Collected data
# # # # # # #
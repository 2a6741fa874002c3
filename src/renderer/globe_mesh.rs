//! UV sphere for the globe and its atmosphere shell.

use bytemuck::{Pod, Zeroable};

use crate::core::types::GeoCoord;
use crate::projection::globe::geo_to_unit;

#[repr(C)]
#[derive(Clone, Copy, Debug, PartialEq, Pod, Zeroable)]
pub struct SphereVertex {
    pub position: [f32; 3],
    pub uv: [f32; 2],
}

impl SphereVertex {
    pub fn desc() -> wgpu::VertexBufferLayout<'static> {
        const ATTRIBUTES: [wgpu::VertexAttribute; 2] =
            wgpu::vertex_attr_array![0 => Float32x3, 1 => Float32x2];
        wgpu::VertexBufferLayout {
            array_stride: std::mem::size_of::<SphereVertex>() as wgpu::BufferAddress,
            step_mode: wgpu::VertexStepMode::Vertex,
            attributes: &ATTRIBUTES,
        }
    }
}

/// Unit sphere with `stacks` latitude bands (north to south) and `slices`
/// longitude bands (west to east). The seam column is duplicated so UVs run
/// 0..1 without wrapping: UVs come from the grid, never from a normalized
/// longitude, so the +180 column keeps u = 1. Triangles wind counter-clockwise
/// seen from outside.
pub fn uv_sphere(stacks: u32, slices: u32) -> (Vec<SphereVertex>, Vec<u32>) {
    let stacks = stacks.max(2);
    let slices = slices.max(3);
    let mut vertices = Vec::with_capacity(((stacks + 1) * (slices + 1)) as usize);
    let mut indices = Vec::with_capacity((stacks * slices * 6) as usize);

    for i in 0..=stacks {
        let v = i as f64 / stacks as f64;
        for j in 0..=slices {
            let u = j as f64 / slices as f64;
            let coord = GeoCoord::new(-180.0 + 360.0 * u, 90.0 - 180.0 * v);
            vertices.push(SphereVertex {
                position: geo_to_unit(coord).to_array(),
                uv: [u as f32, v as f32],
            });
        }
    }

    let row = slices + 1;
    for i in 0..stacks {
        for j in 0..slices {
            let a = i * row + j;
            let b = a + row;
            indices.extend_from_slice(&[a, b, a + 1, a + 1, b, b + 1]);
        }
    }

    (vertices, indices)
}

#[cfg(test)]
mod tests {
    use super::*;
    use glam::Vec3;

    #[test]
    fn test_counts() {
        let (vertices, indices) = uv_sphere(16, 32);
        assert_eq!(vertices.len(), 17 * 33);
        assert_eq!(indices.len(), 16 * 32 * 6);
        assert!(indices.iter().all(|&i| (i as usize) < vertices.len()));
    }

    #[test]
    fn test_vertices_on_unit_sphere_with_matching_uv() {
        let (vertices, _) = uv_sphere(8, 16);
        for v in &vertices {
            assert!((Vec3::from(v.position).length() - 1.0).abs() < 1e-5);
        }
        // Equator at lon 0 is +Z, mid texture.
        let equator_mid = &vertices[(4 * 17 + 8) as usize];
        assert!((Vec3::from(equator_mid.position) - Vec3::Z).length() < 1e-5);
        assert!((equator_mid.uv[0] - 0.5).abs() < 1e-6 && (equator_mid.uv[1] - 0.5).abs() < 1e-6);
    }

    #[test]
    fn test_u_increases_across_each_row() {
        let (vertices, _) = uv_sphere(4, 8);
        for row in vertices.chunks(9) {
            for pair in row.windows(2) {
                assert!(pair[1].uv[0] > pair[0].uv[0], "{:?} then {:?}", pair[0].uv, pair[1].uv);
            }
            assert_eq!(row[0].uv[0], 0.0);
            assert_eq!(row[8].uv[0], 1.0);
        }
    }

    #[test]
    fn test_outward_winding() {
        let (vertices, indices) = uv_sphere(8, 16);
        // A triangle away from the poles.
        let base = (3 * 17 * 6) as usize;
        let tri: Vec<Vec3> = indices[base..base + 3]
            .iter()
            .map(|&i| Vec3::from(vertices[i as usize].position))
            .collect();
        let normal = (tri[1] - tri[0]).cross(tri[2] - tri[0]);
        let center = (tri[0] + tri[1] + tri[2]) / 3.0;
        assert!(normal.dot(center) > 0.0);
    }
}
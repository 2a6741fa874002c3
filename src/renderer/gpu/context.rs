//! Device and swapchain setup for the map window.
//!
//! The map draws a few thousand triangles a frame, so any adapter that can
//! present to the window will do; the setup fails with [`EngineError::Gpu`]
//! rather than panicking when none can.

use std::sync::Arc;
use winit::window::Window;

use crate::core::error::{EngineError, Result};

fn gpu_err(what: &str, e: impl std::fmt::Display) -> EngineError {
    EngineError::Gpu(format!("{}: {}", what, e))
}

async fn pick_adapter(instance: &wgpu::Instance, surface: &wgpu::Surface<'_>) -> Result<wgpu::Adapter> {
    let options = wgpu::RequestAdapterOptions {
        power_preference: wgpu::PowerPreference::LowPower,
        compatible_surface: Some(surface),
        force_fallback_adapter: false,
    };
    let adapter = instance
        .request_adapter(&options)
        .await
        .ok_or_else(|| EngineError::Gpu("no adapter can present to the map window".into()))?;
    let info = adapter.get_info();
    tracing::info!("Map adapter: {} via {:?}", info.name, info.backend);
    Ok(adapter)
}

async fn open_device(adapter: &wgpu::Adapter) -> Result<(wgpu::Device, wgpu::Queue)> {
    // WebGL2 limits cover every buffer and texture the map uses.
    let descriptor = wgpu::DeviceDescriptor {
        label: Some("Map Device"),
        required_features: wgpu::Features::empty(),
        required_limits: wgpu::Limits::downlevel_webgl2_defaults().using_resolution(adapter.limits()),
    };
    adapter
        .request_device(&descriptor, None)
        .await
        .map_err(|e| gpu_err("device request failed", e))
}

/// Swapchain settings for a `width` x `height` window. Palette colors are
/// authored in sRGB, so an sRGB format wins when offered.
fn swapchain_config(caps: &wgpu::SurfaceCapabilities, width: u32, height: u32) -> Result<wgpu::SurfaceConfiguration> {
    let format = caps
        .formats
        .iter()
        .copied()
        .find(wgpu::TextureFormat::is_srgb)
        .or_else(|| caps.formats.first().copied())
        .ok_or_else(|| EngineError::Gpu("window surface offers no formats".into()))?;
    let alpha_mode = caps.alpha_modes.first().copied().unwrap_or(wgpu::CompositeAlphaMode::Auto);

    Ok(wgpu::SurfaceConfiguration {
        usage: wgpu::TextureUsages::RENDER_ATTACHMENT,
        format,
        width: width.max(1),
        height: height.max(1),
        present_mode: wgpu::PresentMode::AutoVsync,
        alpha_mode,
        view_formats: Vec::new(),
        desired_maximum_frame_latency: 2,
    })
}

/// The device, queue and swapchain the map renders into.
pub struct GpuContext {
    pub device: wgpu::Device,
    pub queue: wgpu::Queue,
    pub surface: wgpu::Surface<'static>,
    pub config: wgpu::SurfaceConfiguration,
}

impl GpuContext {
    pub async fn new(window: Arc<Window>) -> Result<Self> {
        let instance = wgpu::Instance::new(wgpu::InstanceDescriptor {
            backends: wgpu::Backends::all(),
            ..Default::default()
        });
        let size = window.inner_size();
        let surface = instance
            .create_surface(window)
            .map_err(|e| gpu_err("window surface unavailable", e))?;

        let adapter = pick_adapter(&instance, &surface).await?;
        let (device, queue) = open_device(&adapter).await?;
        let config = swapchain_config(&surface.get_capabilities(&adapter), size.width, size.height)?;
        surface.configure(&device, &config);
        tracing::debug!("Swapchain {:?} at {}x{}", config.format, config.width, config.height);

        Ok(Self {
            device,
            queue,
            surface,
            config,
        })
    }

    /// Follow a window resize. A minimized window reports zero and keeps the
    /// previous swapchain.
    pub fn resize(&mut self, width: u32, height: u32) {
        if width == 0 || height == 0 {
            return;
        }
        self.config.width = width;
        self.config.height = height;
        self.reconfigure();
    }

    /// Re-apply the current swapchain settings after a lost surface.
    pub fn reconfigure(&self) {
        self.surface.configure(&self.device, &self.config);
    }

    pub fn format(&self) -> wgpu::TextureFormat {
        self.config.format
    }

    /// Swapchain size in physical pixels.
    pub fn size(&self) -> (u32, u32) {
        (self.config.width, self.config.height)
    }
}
# # # # # # #
__What to do__: Exactly the lines from the one with "pub fn format(&self)" through the end of the entries, both included, should be written out, and no others.

__Response area__:
    pub fn format(&self) -> wgpu::TextureFormat {
        self.config.format
    }

    /// Swapchain size in physical pixels.
    pub fn size(&self) -> (u32, u32) {
        (self.config.width, self.config.height)
    }
}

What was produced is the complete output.